◆ Data to process:
-.-.-

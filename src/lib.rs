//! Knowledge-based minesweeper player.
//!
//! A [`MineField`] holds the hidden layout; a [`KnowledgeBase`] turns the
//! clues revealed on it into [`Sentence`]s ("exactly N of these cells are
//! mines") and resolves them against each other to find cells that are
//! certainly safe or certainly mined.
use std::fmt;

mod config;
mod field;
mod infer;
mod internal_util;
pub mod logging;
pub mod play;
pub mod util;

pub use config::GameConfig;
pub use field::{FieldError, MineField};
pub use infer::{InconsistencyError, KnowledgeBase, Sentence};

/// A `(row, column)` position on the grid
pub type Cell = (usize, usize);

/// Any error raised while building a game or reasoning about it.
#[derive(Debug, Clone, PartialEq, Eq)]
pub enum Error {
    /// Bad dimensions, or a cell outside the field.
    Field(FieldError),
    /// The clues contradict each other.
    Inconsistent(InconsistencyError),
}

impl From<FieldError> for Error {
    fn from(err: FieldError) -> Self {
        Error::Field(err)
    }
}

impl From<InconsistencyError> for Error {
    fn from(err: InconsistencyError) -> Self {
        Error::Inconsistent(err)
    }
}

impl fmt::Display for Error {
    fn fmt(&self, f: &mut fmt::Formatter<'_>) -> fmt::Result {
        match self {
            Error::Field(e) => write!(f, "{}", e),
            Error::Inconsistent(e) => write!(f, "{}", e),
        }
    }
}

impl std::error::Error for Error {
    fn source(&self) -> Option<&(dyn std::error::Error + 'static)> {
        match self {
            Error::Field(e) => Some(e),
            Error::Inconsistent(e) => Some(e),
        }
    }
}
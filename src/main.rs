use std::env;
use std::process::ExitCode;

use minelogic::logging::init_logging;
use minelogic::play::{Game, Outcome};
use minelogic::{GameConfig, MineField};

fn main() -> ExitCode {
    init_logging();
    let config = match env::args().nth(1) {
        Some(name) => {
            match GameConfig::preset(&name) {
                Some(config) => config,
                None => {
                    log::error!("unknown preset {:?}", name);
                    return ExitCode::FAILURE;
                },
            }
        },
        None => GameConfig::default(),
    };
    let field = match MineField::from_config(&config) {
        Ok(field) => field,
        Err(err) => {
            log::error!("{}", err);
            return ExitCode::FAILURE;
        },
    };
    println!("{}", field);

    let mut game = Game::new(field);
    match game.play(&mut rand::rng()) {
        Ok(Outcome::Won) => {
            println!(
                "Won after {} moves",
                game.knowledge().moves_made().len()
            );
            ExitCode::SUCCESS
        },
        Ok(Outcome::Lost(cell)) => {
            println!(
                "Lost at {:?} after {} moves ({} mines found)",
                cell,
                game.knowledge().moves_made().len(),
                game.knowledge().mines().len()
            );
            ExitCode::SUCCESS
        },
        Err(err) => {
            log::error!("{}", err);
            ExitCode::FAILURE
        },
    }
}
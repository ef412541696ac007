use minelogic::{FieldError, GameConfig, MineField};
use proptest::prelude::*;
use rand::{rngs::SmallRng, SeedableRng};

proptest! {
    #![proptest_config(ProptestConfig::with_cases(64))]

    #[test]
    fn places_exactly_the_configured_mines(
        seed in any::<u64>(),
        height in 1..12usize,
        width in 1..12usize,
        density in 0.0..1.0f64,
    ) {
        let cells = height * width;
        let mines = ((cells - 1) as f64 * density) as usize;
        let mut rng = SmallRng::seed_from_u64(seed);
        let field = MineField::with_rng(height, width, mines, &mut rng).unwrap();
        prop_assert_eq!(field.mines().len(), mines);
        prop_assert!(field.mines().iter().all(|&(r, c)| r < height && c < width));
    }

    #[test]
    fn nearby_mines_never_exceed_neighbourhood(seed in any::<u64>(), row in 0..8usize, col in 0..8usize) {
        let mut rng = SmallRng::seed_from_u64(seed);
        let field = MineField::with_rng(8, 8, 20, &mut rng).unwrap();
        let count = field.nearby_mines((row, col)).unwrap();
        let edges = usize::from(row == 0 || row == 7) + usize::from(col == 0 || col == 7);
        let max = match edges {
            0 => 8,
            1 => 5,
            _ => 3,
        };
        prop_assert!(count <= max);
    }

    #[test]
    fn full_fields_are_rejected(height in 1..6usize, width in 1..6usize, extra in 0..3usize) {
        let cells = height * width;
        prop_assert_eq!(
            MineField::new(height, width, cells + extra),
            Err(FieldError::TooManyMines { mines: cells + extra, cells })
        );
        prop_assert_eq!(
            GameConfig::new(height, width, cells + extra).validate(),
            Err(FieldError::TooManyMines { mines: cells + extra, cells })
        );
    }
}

-.-.-

◆ What you should do: Each line above, from the one that contains "fn full_fields_are_rejected(height in" to the last line of the records, should be repeated exactly. Leave out all others.

◆ Output:
    fn full_fields_are_rejected(height in 1..6usize, width in 1..6usize, extra in 0..3usize) {
        let cells = height * width;
        prop_assert_eq!(
            MineField::new(height, width, cells + extra),
            Err(FieldError::TooManyMines { mines: cells + extra, cells })
        );
        prop_assert_eq!(
            GameConfig::new(height, width, cells + extra).validate(),
            Err(FieldError::TooManyMines { mines: cells + extra, cells })
        );
    }
}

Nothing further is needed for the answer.